According to tax officials in Utah, more than 19 states have reported misuse of the TurboTax system and possible fraud attempts. In Alabama, the company has halted the processing of as many as 16,000 tax returns that looked suspicious to government officials. TurboTax in Minnesota has also stopped accepting individual returns filed, but is still processing forms submitted by professional tax preparers using Intuit products. Massachusetts and Vermont also took a tax break to ensure that refunds were sent to the correct and legal recipients.
Intuit, the largest seller of tax-preparation software in the U.S., is reporting that its software has not been hacked or compromised in any way, and that the fraudsters are gaining personal information through other means.
“The information used to file fraudulent returns was obtained from other sources outside the tax preparation process,” reported the company, based on a security analysis conducted by Palantir Technologies.
It doesn’t appear that TurboTax software was hacked, and officials are guessing that identity thieves obtained real names and then proceeded to guess the corresponding TurboTax password. This is why it’s vital to make sure your passwords are highly secure.

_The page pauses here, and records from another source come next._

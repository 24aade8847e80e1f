// File: crates/chart-core/src/view.rs
// Summary: Stateful chart instance owning rows, filter, options and layout;
// every input change produces a fresh full frame.

use crate::chart::{Chart, Frame, RenderOptions};
use crate::error::Result;
use crate::layout::{LayoutController, Viewport};
use crate::record::{Observation, Selection};

/// One mounted chart. Each instance keeps its own layout state, so any number
/// of views can coexist.
#[derive(Clone, Debug)]
pub struct ChartView<R> {
    records: Vec<R>,
    selection: Selection,
    options: RenderOptions,
    layout: LayoutController,
    generation: u64,
}

impl<R: Observation> ChartView<R> {
    pub fn new(options: RenderOptions) -> Self {
        Self {
            records: Vec::new(),
            selection: Selection::default(),
            options,
            layout: LayoutController::new(),
            generation: 0,
        }
    }

    pub fn records(&self) -> &[R] { &self.records }
    pub fn selection(&self) -> &Selection { &self.selection }
    pub fn options(&self) -> &RenderOptions { &self.options }
    pub fn viewport(&self) -> Viewport { self.layout.viewport() }
    /// Number of frames produced so far.
    pub fn generation(&self) -> u64 { self.generation }

    /// Replace the rows and redraw.
    pub fn set_records(&mut self, records: Vec<R>) -> Result<Frame> {
        self.records = records;
        self.render()
    }

    /// Replace the filter and redraw.
    pub fn set_selection(&mut self, selection: Selection) -> Result<Frame> {
        self.selection = selection;
        self.render()
    }

    pub fn set_options(&mut self, options: RenderOptions) -> Result<Frame> {
        self.options = options;
        self.render()
    }

    /// Feed a container width. Redraws only when the derived viewport changed.
    pub fn observe_width(&mut self, width: f64) -> Result<Option<Frame>> {
        match self.layout.observe(width) {
            Some(_) => self.render().map(Some),
            None => Ok(None),
        }
    }

    /// Full rebuild from the current inputs. Restarts every reveal animation.
    pub fn render(&mut self) -> Result<Frame> {
        let chart = Chart::from_records(&self.records, &self.selection, self.options.clone());
        let mut frame = chart.render(&self.layout.viewport())?;
        self.generation += 1;
        frame.generation = self.generation;
        tracing::trace!(generation = self.generation, kind = ?frame.kind, "chart view redrawn");
        Ok(frame)
    }
}

impl<R: Observation> Default for ChartView<R> {
    fn default() -> Self { Self::new(RenderOptions::default()) }
}
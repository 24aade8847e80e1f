// File: crates/chart-source/src/config.rs
// Summary: API location and timeout, built explicitly or from the environment.

use std::time::Duration;

use crate::error::{ApiError, Result};

pub const DEFAULT_BASE_URL: &str = "http://localhost:8000";
pub const DEFAULT_PREFIX: &str = "/sigerip";
pub const DEFAULT_TIMEOUT: Duration = Duration::from_secs(30);

pub const ENV_BASE_URL: &str = "SIGERIP_API_URL";
pub const ENV_PREFIX: &str = "SIGERIP_API_PREFIX";
pub const ENV_TIMEOUT_SECS: &str = "SIGERIP_API_TIMEOUT_SECS";

#[derive(Clone, Debug, PartialEq, Eq)]
pub struct ApiConfig {
    /// API root, e.g. `http://localhost:8000`.
    pub base_url: String,
    /// Path prepended to data endpoints, e.g. `/sigerip`.
    pub prefix: String,
    pub timeout: Duration,
}

impl Default for ApiConfig {
    fn default() -> Self {
        Self {
            base_url: DEFAULT_BASE_URL.to_string(),
            prefix: DEFAULT_PREFIX.to_string(),
            timeout: DEFAULT_TIMEOUT,
        }
    }
}

impl ApiConfig {
    pub fn new(base_url: impl Into<String>, prefix: impl Into<String>) -> Self {
        Self { base_url: base_url.into(), prefix: prefix.into(), ..Self::default() }
    }

    /// Defaults overridden by `SIGERIP_API_URL`, `SIGERIP_API_PREFIX` and
    /// `SIGERIP_API_TIMEOUT_SECS` when set.
    pub fn from_env() -> Result<Self> {
        Self::from_lookup(|key| std::env::var(key).ok())
    }

    /// Same as `from_env` over an arbitrary variable source.
    pub fn from_lookup<F>(lookup: F) -> Result<Self>
    where
        F: Fn(&str) -> Option<String>,
    {
        let mut cfg = Self::default();
        if let Some(url) = lookup(ENV_BASE_URL).filter(|v| !v.trim().is_empty()) {
            cfg.base_url = url.trim().to_string();
        }
        if let Some(prefix) = lookup(ENV_PREFIX) {
            cfg.prefix = prefix.trim().to_string();
        }
        if let Some(secs) = lookup(ENV_TIMEOUT_SECS) {
            let secs: u64 = secs
                .trim()
                .parse()
                .map_err(|_| ApiError::Config(format!("{ENV_TIMEOUT_SECS} must be whole seconds, got '{secs}'")))?;
            cfg.timeout = Duration::from_secs(secs);
        }
        Ok(cfg)
    }

    pub fn with_timeout(mut self, timeout: Duration) -> Self {
        self.timeout = timeout;
        self
    }

    /// Full URL for `endpoint`. A leading `/` addresses the API root
    /// (`/health`); anything else lives under the prefix.
    pub fn resolve(&self, endpoint: &str) -> String {
        let root = self.base_url.trim_end_matches('/');
        if endpoint.starts_with('/') {
            format!("{root}{endpoint}")
        } else {
            let prefix = self.prefix.trim_end_matches('/');
            format!("{root}{prefix}/{endpoint}")
        }
    }
}
use chart_core::theme::Palette;
use chart_core::{normalize, MortalityRecord, NormalizeOptions, Selection};
use criterion::{black_box, criterion_group, criterion_main, Criterion};

// Full table: every locality and year, as a "_completo" download would return.
fn build_rows(localities: usize, years: usize) -> Vec<MortalityRecord> {
    let ages = ["0", "1-4", "5-9", "10-14", "20-24", "40-44", "60-64", "80-84", "90+"];
    let groups = ["Masculino", "Feminino", "Ambos"];
    let mut rows = Vec::with_capacity(localities * years * ages.len() * groups.len());
    for l in 0..localities {
        for y in 0..years {
            for (i, age) in ages.iter().enumerate() {
                for group in groups {
                    let rate = if (i + y) % 11 == 0 { 0.0 } else { 0.0005 * 1.8f64.powi(i as i32) };
                    rows.push(MortalityRecord::new(2000 + y as i32, format!("Local {l}"), group, *age, Some(rate)));
                }
            }
        }
    }
    rows
}

fn bench_normalize(c: &mut Criterion) {
    let mut group = c.benchmark_group("normalize");
    for &(localities, years) in &[(5usize, 10usize), (30, 24)] {
        let rows = build_rows(localities, years);
        let sel = Selection::locality_year("Local 3", 2005);
        let palette = Palette::default();
        group.bench_function(format!("rows_{}", rows.len()), |b| {
            b.iter(|| black_box(normalize(black_box(&rows), &sel, NormalizeOptions::default(), &palette)));
        });
    }
    group.finish();
}

criterion_group!(benches, bench_normalize);
criterion_main!(benches);
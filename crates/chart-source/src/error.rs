// File: crates/chart-source/src/error.rs
// Summary: Error type for backend requests.

use thiserror::Error;

#[derive(Debug, Error)]
pub enum ApiError {
    /// Connection, timeout or TLS failure.
    #[error("request failed: {0}")]
    Transport(#[from] reqwest::Error),

    /// The backend answered with a non-success status.
    #[error("{detail} (status {status})")]
    Status { status: u16, detail: String },

    #[error("failed to decode response: {0}")]
    Decode(#[from] serde_json::Error),

    #[error("invalid configuration: {0}")]
    Config(String),
}

pub type Result<T> = std::result::Result<T, ApiError>;

/// Message for a failed response: the JSON `detail` field when present,
/// otherwise `HTTP <status>`.
pub fn error_detail(status: u16, body: &str) -> String {
    let detail = serde_json::from_str::<serde_json::Value>(body)
        .ok()
        .and_then(|v| v.get("detail").cloned())
        .filter(|d| !d.is_null());
    match detail {
        Some(serde_json::Value::String(s)) if !s.is_empty() => s,
        Some(serde_json::Value::String(_)) | None => format!("HTTP {status}"),
        Some(other) => other.to_string(),
    }
}
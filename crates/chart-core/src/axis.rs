// File: crates/chart-core/src/axis.rs
// Summary: Axis, grid and title layout (as data) and its SVG output.

use crate::layout::Viewport;
use crate::scale::{BandScale, ValueScale};
use crate::svg::{num, SvgWriter};
use crate::theme::Theme;

/// Ticks requested for the horizontal grid, independent of the layout.
pub const GRID_TICKS: usize = 8;
const TICK_SIZE: f64 = 6.0;
const TICK_PADDING: f64 = 3.0;

#[derive(Clone, Debug, PartialEq)]
pub struct Tick {
    /// Offset along the axis inside the plot area.
    pub pos: f64,
    pub label: String,
}

/// Positioned text: `x`/`y` before `rotate` is applied, as SVG does.
#[derive(Clone, Debug, PartialEq)]
pub struct Title {
    pub text: String,
    pub x: f64,
    pub y: f64,
    pub rotate: f64,
    pub font_px: f64,
    pub weight: u16,
}

impl Title {
    fn write_svg(&self, w: &mut SvgWriter, theme: &Theme) -> std::fmt::Result {
        let mut attrs = vec![
            ("x", num(self.x)),
            ("y", num(self.y)),
            ("text-anchor", "middle".to_string()),
            ("font-size", format!("{}px", num(self.font_px))),
            ("font-weight", self.weight.to_string()),
            ("fill", theme.title.to_string()),
        ];
        if self.rotate != 0.0 { attrs.push(("transform", format!("rotate({})", num(self.rotate)))); }
        w.text("text", &attrs, &self.text)
    }
}

/// Texts placed around the plot area.
#[derive(Clone, Debug, PartialEq)]
pub struct AxisTitles {
    pub chart: String,
    pub x: String,
    pub y: String,
}

/// Everything the axis renderer draws, in plot-area coordinates (surface
/// coordinates for the chart title).
#[derive(Clone, Debug, PartialEq)]
pub struct AxisLayout {
    pub inner_width: f64,
    pub inner_height: f64,
    /// One tick per category at the band centre.
    pub x_ticks: Vec<Tick>,
    /// Label rotation in degrees (negative is counter-clockwise).
    pub x_label_rotation: f64,
    pub y_ticks: Vec<Tick>,
    pub tick_font_px: f64,
    /// Y offsets of the dashed grid lines.
    pub grid: Vec<f64>,
    pub x_title: Title,
    pub y_title: Title,
    pub chart_title: Title,
}

impl AxisLayout {
    pub fn compute(viewport: &Viewport, x: &BandScale, y: &ValueScale, titles: AxisTitles) -> Self {
        let mobile = viewport.is_mobile;
        let inner_width = viewport.inner_width();
        let inner_height = viewport.inner_height();

        let x_ticks = x
            .labels()
            .iter()
            .filter_map(|l| x.center(l).map(|pos| Tick { pos, label: l.clone() }))
            .collect();

        let y_ticks = y
            .ticks(if mobile { 5 } else { 8 })
            .into_iter()
            .map(|v| Tick { pos: y.to_px(v), label: format!("{v:.1}") })
            .collect();

        let grid = y.ticks(GRID_TICKS).into_iter().map(|v| y.to_px(v)).collect();

        let title_px = if mobile { 11.0 } else { 13.0 };
        Self {
            inner_width,
            inner_height,
            x_ticks,
            x_label_rotation: if mobile { -65.0 } else { -45.0 },
            y_ticks,
            tick_font_px: if mobile { 9.0 } else { 11.0 },
            grid,
            x_title: Title {
                text: titles.x,
                x: inner_width / 2.0,
                y: inner_height + if mobile { 85.0 } else { 65.0 },
                rotate: 0.0,
                font_px: title_px,
                weight: 500,
            },
            y_title: Title {
                text: titles.y,
                x: -inner_height / 2.0,
                y: if mobile { -35.0 } else { -50.0 },
                rotate: -90.0,
                font_px: title_px,
                weight: 500,
            },
            chart_title: Title {
                text: titles.chart,
                x: viewport.width / 2.0,
                y: if mobile { 18.0 } else { 25.0 },
                rotate: 0.0,
                font_px: if mobile { 12.0 } else { 16.0 },
                weight: 600,
            },
        }
    }

    /// Grid first so the axes and series paint over it.
    pub fn write_grid(&self, w: &mut SvgWriter, theme: &Theme) -> std::fmt::Result {
        w.open("g", &[("class", "grid".to_string())])?;
        for &py in &self.grid {
            w.leaf(
                "line",
                &[
                    ("x1", "0".to_string()),
                    ("x2", num(self.inner_width)),
                    ("y1", num(py)),
                    ("y2", num(py)),
                    ("stroke", theme.grid.to_string()),
                    ("stroke-dasharray", "3,3".to_string()),
                ],
            )?;
        }
        w.close("g")
    }

    pub fn write_axes(&self, w: &mut SvgWriter, theme: &Theme) -> std::fmt::Result {
        let line = theme.axis_line.to_string();
        let label = theme.axis_label.to_string();
        let font = format!("{}px", num(self.tick_font_px));

        w.open(
            "g",
            &[("class", "x-axis".to_string()), ("transform", format!("translate(0,{})", num(self.inner_height)))],
        )?;
        w.leaf(
            "path",
            &[
                ("class", "domain".to_string()),
                ("d", format!("M0,{t}V0H{w}V{t}", t = num(TICK_SIZE), w = num(self.inner_width))),
                ("fill", "none".to_string()),
                ("stroke", line.clone()),
            ],
        )?;
        for tick in &self.x_ticks {
            w.open("g", &[("class", "tick".to_string()), ("transform", format!("translate({},0)", num(tick.pos)))])?;
            w.leaf("line", &[("y2", num(TICK_SIZE)), ("stroke", line.clone())])?;
            w.text(
                "text",
                &[
                    ("y", num(TICK_SIZE + TICK_PADDING)),
                    ("dx", "-0.5em".to_string()),
                    ("dy", "0.5em".to_string()),
                    ("transform", format!("rotate({})", num(self.x_label_rotation))),
                    ("text-anchor", "end".to_string()),
                    ("font-size", font.clone()),
                    ("fill", label.clone()),
                ],
                &tick.label,
            )?;
            w.close("g")?;
        }
        w.close("g")?;

        w.open("g", &[("class", "y-axis".to_string())])?;
        w.leaf(
            "path",
            &[
                ("class", "domain".to_string()),
                ("d", format!("M-{t},{h}H0V0H-{t}", t = num(TICK_SIZE), h = num(self.inner_height))),
                ("fill", "none".to_string()),
                ("stroke", line.clone()),
            ],
        )?;
        for tick in &self.y_ticks {
            w.open("g", &[("class", "tick".to_string()), ("transform", format!("translate(0,{})", num(tick.pos)))])?;
            w.leaf("line", &[("x2", num(-TICK_SIZE)), ("stroke", line.clone())])?;
            w.text(
                "text",
                &[
                    ("x", num(-(TICK_SIZE + TICK_PADDING))),
                    ("dy", "0.32em".to_string()),
                    ("text-anchor", "end".to_string()),
                    ("font-size", font.clone()),
                    ("fill", label.clone()),
                ],
                &tick.label,
            )?;
            w.close("g")?;
        }
        w.close("g")?;

        self.x_title.write_svg(w, theme)?;
        self.y_title.write_svg(w, theme)
    }

    /// Chart title; written outside the translated plot group.
    pub fn write_title(&self, w: &mut SvgWriter, theme: &Theme) -> std::fmt::Result {
        self.chart_title.write_svg(w, theme)
    }
}
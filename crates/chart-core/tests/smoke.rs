// File: crates/chart-core/tests/smoke.rs
// Purpose: End-to-end render smoke tests: the two-group scenario, file output
// and the placeholder path.

use chart_core::{Chart, FrameKind, MortalityRecord, RenderOptions, Selection, Viewport};

fn brasil_2020() -> Vec<MortalityRecord> {
    vec![
        MortalityRecord::new(2020, "Brasil", "Masculino", "0", Some(0.012)),
        MortalityRecord::new(2020, "Brasil", "Feminino", "0", Some(0.010)),
    ]
}

#[test]
fn two_groups_render_two_series_and_two_legend_entries() {
    let chart = Chart::from_records(&brasil_2020(), &Selection::locality_year("Brasil", 2020), RenderOptions::default());
    let scene = chart.scene(&Viewport::default()).expect("chartable rows");

    assert_eq!(scene.series.len(), 2);
    assert!(scene.series.iter().all(|s| s.points.len() == 1));
    let groups: Vec<&str> = scene.legend.entries.iter().map(|e| e.group.as_str()).collect();
    assert_eq!(groups, ["Feminino", "Masculino"]);
    // Reveal delays follow the legend order.
    assert_eq!(scene.series[0].group, "Feminino");
    assert_eq!(scene.series[0].reveal.delay_ms, 0.0);
    assert_eq!(scene.series[1].reveal.delay_ms, 300.0);
}

#[test]
fn render_smoke_svg() {
    let chart = Chart::from_records(&brasil_2020(), &Selection::locality_year("Brasil", 2020), RenderOptions::default());
    let out = std::path::PathBuf::from("target/test_out/smoke.svg");

    let frame = chart.render_to_svg(&Viewport::default(), &out).expect("render should succeed");
    assert_eq!(frame.kind, FrameKind::Chart);
    let written = std::fs::read_to_string(&out).expect("output exists");
    assert_eq!(written, frame.svg);

    assert!(frame.svg.starts_with("<?xml"));
    assert!(frame.svg.contains(r##"stroke="#ec4899""##), "Feminino in pink");
    assert!(frame.svg.contains(r##"stroke="#3b82f6""##), "Masculino in blue");
    assert!(frame.svg.contains("Taxa Central de Mortalidade por Faixa Etária (escala logarítmica)"));
    assert!(frame.svg.contains("log₁₀(nMx)"));
    assert!(frame.svg.contains(r#"attributeName="stroke-dashoffset""#));
    assert!(frame.svg.trim_end().ends_with("</svg>"));
}

#[test]
fn static_render_has_no_animation() {
    let opts = RenderOptions { animate: false, ..RenderOptions::default() };
    let chart = Chart::from_records(&brasil_2020(), &Selection::default(), opts);
    let frame = chart.render(&Viewport::default()).expect("render");
    assert!(!frame.svg.contains("<animate"));
    assert!(!frame.svg.contains("stroke-dashoffset"));
}

#[test]
fn empty_input_renders_placeholder() {
    let chart = Chart::from_records::<MortalityRecord>(&[], &Selection::default(), RenderOptions::default());
    let frame = chart.render(&Viewport::default()).expect("placeholder is not an error");
    assert_eq!(frame.kind, FrameKind::Placeholder);
    assert!(frame.svg.contains("Nenhum dado disponível para visualização"));
    assert!(!frame.svg.contains("<path"));
}

#[test]
fn no_eligible_rows_renders_placeholder() {
    let rows = vec![
        MortalityRecord::new(2020, "Brasil", "Masculino", "0", Some(0.0)),
        MortalityRecord::new(2020, "Brasil", "Feminino", "0", None),
        MortalityRecord::new(2019, "Brasil", "Feminino", "0", Some(0.01)),
    ];
    let chart = Chart::from_records(&rows, &Selection::locality_year("Brasil", 2020), RenderOptions::default());
    assert!(chart.scene(&Viewport::default()).is_none());
    let frame = chart.render(&Viewport::default()).expect("render");
    assert_eq!(frame.kind, FrameKind::Placeholder);
}

#[test]
fn labels_are_escaped() {
    let rows = vec![MortalityRecord::new(2020, "Brasil", "A<B & C", "0", Some(0.01))];
    let frame = Chart::from_records(&rows, &Selection::default(), RenderOptions::default())
        .render(&Viewport::default())
        .expect("render");
    assert!(frame.svg.contains("A&lt;B &amp; C"));
    assert!(!frame.svg.contains("A<B"));
}
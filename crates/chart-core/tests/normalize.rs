// File: crates/chart-core/tests/normalize.rs
// Purpose: Row normalizer: filtering, age ordering, grouping, transforms and
// the point-count / idempotence properties.

use approx::assert_relative_eq;
use chart_core::normalize::chartable_rows;
use chart_core::theme::Palette;
use chart_core::{
    age_key, normalize, AgeBand, Dimension, Facets, ForecastRecord, MortalityRecord, NormalizeOptions, Selection, ValueTransform,
};
use proptest::prelude::*;

fn rec(group: &str, age: &str, rate: Option<f64>) -> MortalityRecord {
    MortalityRecord::new(2020, "Brasil", group, age, rate)
}

#[test]
fn age_bands_sort_numerically() {
    let rows: Vec<MortalityRecord> =
        ["10-14", "1-4", "90+", "5-9"].iter().map(|a| rec("Ambos", a, Some(0.01))).collect();
    let set = normalize(&rows, &Selection::default(), NormalizeOptions::default(), &Palette::default());
    assert_eq!(set.category_labels(), ["1-4", "5-9", "10-14", "90+"]);
    let points: Vec<&str> = set.series[0].points.iter().map(|p| p.label.as_str()).collect();
    assert_eq!(points, ["1-4", "5-9", "10-14", "90+"]);
}

#[test]
fn age_key_parses_leading_digits() {
    assert_eq!(age_key("0"), 0);
    assert_eq!(age_key("45-49"), 45);
    assert_eq!(age_key(" 90+"), 90);
    assert_eq!(age_key("Total"), 0);
    assert_eq!(age_key(""), 0);
}

#[test]
fn age_band_orders_by_key() {
    let mut bands: Vec<AgeBand> = ["90+", "10-14", "0", "1-4"].iter().map(|l| AgeBand::new(*l)).collect();
    bands.sort();
    let labels: Vec<&str> = bands.iter().map(|b| b.label.as_str()).collect();
    assert_eq!(labels, ["0", "1-4", "10-14", "90+"]);
    assert_eq!(AgeBand::new("45-49").key, 45);
}

#[test]
fn zero_rate_is_skipped_without_a_gap() {
    let rows = vec![
        rec("Masculino", "0", Some(0.02)),
        rec("Masculino", "1-4", Some(0.0)),
        rec("Masculino", "5-9", Some(0.0001)),
    ];
    let set = normalize(&rows, &Selection::default(), NormalizeOptions::default(), &Palette::default());
    let labels: Vec<&str> = set.series[0].points.iter().map(|p| p.label.as_str()).collect();
    assert_eq!(labels, ["0", "5-9"]);
    // No category slot is reserved for the dropped row.
    assert_eq!(set.category_labels(), ["0", "5-9"]);
}

#[test]
fn invalid_group_is_absent() {
    let rows = vec![
        rec("Ambos", "0", Some(-1.0)),
        rec("Ambos", "1-4", None),
        rec("Ambos", "5-9", Some(f64::NAN)),
        rec("Feminino", "0", Some(0.01)),
    ];
    let set = normalize(&rows, &Selection::default(), NormalizeOptions::default(), &Palette::default());
    assert_eq!(set.groups(), ["Feminino"]);
    assert_eq!(set.series[0].index, 0);
}

#[test]
fn selection_restricts_rows() {
    let rows = vec![
        MortalityRecord::new(2020, "Brasil", "Ambos", "0", Some(0.01)),
        MortalityRecord::new(2019, "Brasil", "Ambos", "0", Some(0.01)),
        MortalityRecord::new(2020, "Recife", "Ambos", "0", Some(0.01)),
    ];
    let sel = Selection::locality_year("Brasil", 2020);
    assert_eq!(chartable_rows(&rows, &sel).len(), 1);
    let set = normalize(&rows, &sel, NormalizeOptions::default(), &Palette::default());
    assert_eq!(set.point_count(), 1);
}

#[test]
fn transforms_apply_to_values() {
    let rows = vec![rec("Ambos", "0", Some(0.01))];
    let log10 = normalize(&rows, &Selection::default(), NormalizeOptions::default(), &Palette::default());
    assert_relative_eq!(log10.series[0].points[0].value, -2.0, epsilon = 1e-12);
    assert_relative_eq!(log10.series[0].points[0].rate, 0.01);

    let opts = NormalizeOptions { transform: ValueTransform::Ln, ..NormalizeOptions::default() };
    let ln = normalize(&rows, &Selection::default(), opts, &Palette::default());
    assert_relative_eq!(ln.series[0].points[0].value, 0.01f64.ln(), epsilon = 1e-12);
    assert_eq!(ValueTransform::Ln.axis_title("nMx"), "ln(nMx)");
}

#[test]
fn year_dimension_orders_chronologically() {
    let rows = vec![
        MortalityRecord::new(2021, "Brasil", "Ambos", "60-64", Some(0.02)),
        MortalityRecord::new(2019, "Brasil", "Ambos", "60-64", Some(0.01)),
        MortalityRecord::new(2020, "Brasil", "Ambos", "60-64", Some(0.015)),
        MortalityRecord::new(2020, "Brasil", "Ambos", "0-4", Some(0.015)),
    ];
    let opts = NormalizeOptions { dimension: Dimension::Year, ..NormalizeOptions::default() };
    let set = normalize(&rows, &Selection::locality_age_band("Brasil", "60-64"), opts, &Palette::default());
    assert_eq!(set.category_labels(), ["2019", "2020", "2021"]);
}

#[test]
fn forecasts_normalize_like_life_tables() {
    let rows = vec![
        ForecastRecord { year: 2030, age_band: "5-9".into(), locality: "Brasil".into(), group: "Ambos".into(), value: Some(0.001), ..Default::default() },
        ForecastRecord { year: 2030, age_band: "0".into(), locality: "Brasil".into(), group: "Ambos".into(), value: Some(0.01), ..Default::default() },
    ];
    let set = normalize(&rows, &Selection::locality_year("Brasil", 2030), NormalizeOptions::default(), &Palette::default());
    assert_eq!(set.category_labels(), ["0", "5-9"]);
}

#[test]
fn palette_colors_follow_group() {
    let rows = vec![rec("Masculino", "0", Some(0.01)), rec("Outro", "0", Some(0.01))];
    let set = normalize(&rows, &Selection::default(), NormalizeOptions::default(), &Palette::default());
    assert_eq!(set.series[0].color.to_string(), "#3b82f6");
    assert_eq!(set.series[1].color.to_string(), "#6366f1");
}

#[test]
fn facets_list_distinct_selector_values() {
    let rows = vec![
        MortalityRecord::new(2019, "Recife", "Ambos", "10-14", Some(0.001)),
        MortalityRecord::new(2021, "Brasil", "Ambos", "90+", Some(0.2)),
        MortalityRecord::new(2020, "Recife", "Feminino", "0", None),
        MortalityRecord::new(2021, "Brasil", "Masculino", "5-9", Some(0.0)),
        MortalityRecord::new(2019, "Olinda", "Ambos", "10-14", Some(0.001)),
    ];
    let facets = Facets::collect(&rows);
    assert_eq!(facets.localities, ["Brasil", "Olinda", "Recife"]);
    assert_eq!(facets.years, [2021, 2020, 2019]);
    assert_eq!(facets.age_bands, ["0", "5-9", "10-14", "90+"]);
    assert_eq!(Facets::collect::<MortalityRecord>(&[]), Facets::default());
}

fn arb_record() -> impl Strategy<Value = MortalityRecord> {
    let group = prop::sample::select(vec!["Masculino", "Feminino", "Ambos"]);
    let age = prop::sample::select(vec!["0", "1-4", "5-9", "10-14", "90+"]);
    let locality = prop::sample::select(vec!["Brasil", "Recife"]);
    let year = 2019i32..=2020;
    let rate = prop_oneof![
        Just(None),
        Just(Some(0.0)),
        (-1.0f64..1.0).prop_map(Some),
        (1e-6f64..1.0).prop_map(Some),
    ];
    (group, age, locality, year, rate).prop_map(|(g, a, l, y, r)| MortalityRecord::new(y, l, g, a, r))
}

proptest! {
    #[test]
    fn point_count_matches_eligible_rows(rows in prop::collection::vec(arb_record(), 0..60)) {
        let sel = Selection::locality_year("Brasil", 2020);
        let set = normalize(&rows, &sel, NormalizeOptions::default(), &Palette::default());
        for series in &set.series {
            let expected = rows
                .iter()
                .filter(|r| r.locality == "Brasil" && r.year == 2020 && r.group == series.group)
                .filter(|r| r.rate.is_some_and(|v| v.is_finite() && v > 0.0))
                .count();
            prop_assert!(expected > 0);
            prop_assert_eq!(series.points.len(), expected);
        }
        let total = rows
            .iter()
            .filter(|r| r.locality == "Brasil" && r.year == 2020)
            .filter(|r| r.rate.is_some_and(|v| v > 0.0))
            .count();
        prop_assert_eq!(set.point_count(), total);
        let indices: Vec<usize> = set.series.iter().map(|s| s.index).collect();
        prop_assert_eq!(indices, (0..set.series.len()).collect::<Vec<_>>());
    }

    #[test]
    fn normalization_is_idempotent(rows in prop::collection::vec(arb_record(), 0..60)) {
        let sel = Selection::locality_year("Brasil", 2020);
        let a = normalize(&rows, &sel, NormalizeOptions::default(), &Palette::default());
        let b = normalize(&rows, &sel, NormalizeOptions::default(), &Palette::default());
        prop_assert_eq!(a, b);
    }

    #[test]
    fn points_are_ordered_by_age(rows in prop::collection::vec(arb_record(), 0..60)) {
        let set = normalize(&rows, &Selection::default(), NormalizeOptions::default(), &Palette::default());
        for series in &set.series {
            prop_assert!(series.points.windows(2).all(|w| w[0].key <= w[1].key));
        }
        prop_assert!(set.categories.windows(2).all(|w| w[0].key <= w[1].key));
    }
}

To do this, only use one password for each account, create passwords that are more than eight characters long and contain a mixture of uppercase and lowercase letters, numbers and symbols. Refrain from using personal information such as your pet’s name or your favorite hobby as the basis of your password. Instead, randomize your passwords as much as possible so a potential criminal will have a more difficult time guessing it. If you are worried about remembering these complicated passwords, try downloading a password safe, which can keep your passwords accessible to you but secure from cyber-criminals.
It’s also important to ensure that your Social Security number remains private. Don’t give out the number unless absolutely necessary, and always check the security measures of places that require it.
Charlie Roberts, a spokesman for the Utah State Tax Commission, told The Wall Street Journal that many of the fraudulent filings they’ve been seeing are created based on a real Social Security number surrounded by fraudulent information. Thieves who gain access to your Social Security number can pad the document with false information. Many of these fake refunds are detected, but some inevitably slip through the cracks, which is why it’s so important to keep your Social Security number as close to your chest as possible. Don’t carry your card around, since thieves might succeed in taking your wallet, and don’t tell friends or family members what your number is.
H&R Block reported that its organization hasn’t experienced any problems related to tax-fraud, and Intuit reports that it is enabling multifactor authentication to make fraud more difficult to perpetrate.